#### WHAT THE TASK REQUIRES:
Your answer should consist of every line in the records that holds "impl".

#### INPUT FOR THIS TASK:

◆ ◆ ◆ ◆

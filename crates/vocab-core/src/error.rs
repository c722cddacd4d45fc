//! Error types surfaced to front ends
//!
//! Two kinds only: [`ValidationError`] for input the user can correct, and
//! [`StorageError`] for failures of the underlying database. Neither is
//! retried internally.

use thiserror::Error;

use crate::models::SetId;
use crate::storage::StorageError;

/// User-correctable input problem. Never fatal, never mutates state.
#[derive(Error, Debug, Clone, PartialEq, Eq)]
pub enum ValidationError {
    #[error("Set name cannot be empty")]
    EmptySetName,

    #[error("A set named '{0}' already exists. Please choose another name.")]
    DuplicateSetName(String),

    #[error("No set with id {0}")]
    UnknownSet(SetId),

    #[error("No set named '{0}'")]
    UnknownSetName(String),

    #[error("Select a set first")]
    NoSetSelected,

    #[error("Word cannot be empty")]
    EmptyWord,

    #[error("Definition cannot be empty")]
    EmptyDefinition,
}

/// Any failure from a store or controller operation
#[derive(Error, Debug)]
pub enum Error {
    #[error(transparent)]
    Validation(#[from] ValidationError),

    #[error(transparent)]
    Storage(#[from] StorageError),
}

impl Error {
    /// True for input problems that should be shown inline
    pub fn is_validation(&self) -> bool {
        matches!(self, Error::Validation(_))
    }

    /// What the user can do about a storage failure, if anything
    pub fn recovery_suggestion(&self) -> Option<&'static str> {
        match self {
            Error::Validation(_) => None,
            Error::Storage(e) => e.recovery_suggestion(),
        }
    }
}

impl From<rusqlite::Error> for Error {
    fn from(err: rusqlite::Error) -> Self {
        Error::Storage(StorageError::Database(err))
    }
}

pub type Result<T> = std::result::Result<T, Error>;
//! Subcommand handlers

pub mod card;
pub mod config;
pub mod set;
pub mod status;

◆ ◆ ◆ ◆

#### EXERCISE RESULT:
impl Error {
impl From<rusqlite::Error> for Error {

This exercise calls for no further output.